PROBLEM —
The response must be made up of the lines in the entries below that contain "client".

Dataset entries:
┄┄┄┄┄┄┄┄┄┄

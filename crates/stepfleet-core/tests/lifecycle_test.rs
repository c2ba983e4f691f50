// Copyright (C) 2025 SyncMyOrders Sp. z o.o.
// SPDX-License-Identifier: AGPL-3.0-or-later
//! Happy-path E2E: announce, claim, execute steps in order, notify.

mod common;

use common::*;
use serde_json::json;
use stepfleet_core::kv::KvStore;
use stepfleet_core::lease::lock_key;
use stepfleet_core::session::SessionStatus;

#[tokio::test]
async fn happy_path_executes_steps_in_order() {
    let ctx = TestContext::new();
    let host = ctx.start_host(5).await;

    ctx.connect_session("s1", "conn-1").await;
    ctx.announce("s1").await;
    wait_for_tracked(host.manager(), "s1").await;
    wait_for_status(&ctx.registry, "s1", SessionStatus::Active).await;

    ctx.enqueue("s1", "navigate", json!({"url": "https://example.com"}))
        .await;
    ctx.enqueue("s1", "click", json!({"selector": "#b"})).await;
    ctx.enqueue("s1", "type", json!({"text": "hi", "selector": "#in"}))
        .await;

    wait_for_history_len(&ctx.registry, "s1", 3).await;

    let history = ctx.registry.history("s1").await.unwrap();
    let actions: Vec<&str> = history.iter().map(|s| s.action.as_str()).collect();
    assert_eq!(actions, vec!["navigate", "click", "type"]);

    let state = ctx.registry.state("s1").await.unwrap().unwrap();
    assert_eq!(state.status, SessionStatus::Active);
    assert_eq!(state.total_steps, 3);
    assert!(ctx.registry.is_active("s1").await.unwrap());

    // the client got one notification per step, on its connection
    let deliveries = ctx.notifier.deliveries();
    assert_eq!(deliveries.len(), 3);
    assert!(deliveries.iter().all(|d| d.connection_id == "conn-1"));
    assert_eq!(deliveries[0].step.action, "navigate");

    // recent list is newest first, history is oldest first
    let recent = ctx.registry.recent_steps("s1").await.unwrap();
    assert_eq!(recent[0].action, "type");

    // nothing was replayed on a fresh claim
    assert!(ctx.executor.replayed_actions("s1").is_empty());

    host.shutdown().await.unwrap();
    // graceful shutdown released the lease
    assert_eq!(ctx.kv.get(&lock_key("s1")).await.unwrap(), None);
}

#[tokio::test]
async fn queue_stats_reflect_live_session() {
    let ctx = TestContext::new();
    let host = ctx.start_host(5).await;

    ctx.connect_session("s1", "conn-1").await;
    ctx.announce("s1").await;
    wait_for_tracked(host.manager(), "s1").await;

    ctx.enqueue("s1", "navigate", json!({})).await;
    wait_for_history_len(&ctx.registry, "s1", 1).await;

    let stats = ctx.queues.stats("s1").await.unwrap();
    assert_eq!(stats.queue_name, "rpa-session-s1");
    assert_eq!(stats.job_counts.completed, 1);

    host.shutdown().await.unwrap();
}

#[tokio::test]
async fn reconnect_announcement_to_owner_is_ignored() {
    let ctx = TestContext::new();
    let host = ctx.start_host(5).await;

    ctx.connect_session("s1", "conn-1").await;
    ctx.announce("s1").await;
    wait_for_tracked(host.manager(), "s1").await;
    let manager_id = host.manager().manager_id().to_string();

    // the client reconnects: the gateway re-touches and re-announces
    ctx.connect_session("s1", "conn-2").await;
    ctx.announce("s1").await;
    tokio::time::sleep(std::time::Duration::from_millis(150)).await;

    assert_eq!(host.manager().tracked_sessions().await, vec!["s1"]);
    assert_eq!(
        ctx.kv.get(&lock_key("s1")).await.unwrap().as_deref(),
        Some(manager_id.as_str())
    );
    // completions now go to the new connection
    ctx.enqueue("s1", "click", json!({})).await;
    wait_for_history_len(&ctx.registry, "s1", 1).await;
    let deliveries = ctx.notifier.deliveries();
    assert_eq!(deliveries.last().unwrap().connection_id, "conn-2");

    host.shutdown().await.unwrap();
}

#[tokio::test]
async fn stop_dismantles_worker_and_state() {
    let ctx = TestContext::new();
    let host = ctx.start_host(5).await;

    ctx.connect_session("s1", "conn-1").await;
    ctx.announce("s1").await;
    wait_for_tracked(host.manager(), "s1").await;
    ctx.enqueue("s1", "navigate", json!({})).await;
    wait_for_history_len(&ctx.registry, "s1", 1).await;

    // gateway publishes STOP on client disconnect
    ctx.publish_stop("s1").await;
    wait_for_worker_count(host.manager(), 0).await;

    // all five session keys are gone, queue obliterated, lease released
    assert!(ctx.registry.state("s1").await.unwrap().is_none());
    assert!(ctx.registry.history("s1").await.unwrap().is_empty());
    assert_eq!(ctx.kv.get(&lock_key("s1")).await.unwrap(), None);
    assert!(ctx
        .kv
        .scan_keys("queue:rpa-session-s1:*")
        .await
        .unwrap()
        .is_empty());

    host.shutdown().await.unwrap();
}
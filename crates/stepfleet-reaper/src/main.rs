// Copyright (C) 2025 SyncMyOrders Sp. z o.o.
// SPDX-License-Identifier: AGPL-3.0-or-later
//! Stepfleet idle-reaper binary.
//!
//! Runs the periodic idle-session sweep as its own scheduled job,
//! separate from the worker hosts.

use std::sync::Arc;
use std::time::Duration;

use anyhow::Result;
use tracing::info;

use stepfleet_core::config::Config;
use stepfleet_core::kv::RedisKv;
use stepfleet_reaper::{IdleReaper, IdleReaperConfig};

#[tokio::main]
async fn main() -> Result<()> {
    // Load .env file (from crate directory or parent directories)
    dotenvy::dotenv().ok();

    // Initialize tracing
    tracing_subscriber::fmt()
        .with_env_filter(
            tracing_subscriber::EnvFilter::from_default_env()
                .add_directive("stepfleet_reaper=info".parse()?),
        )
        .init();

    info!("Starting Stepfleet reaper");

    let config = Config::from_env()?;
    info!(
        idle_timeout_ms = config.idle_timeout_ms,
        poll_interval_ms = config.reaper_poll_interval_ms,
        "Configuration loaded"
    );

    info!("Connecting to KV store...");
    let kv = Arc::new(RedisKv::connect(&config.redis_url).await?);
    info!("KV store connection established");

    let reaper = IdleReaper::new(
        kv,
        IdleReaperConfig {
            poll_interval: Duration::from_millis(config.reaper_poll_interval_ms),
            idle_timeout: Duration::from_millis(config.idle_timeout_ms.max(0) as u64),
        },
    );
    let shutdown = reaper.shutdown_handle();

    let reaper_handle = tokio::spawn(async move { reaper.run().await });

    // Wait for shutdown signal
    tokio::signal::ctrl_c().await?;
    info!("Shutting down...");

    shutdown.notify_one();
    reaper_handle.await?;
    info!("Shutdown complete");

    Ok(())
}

┄┄┄┄┄┄┄┄┄┄

ANSWER BOX —
    // the client got one notification per step, on its connection
    // the client reconnects: the gateway re-touches and re-announces
    // gateway publishes STOP on client disconnect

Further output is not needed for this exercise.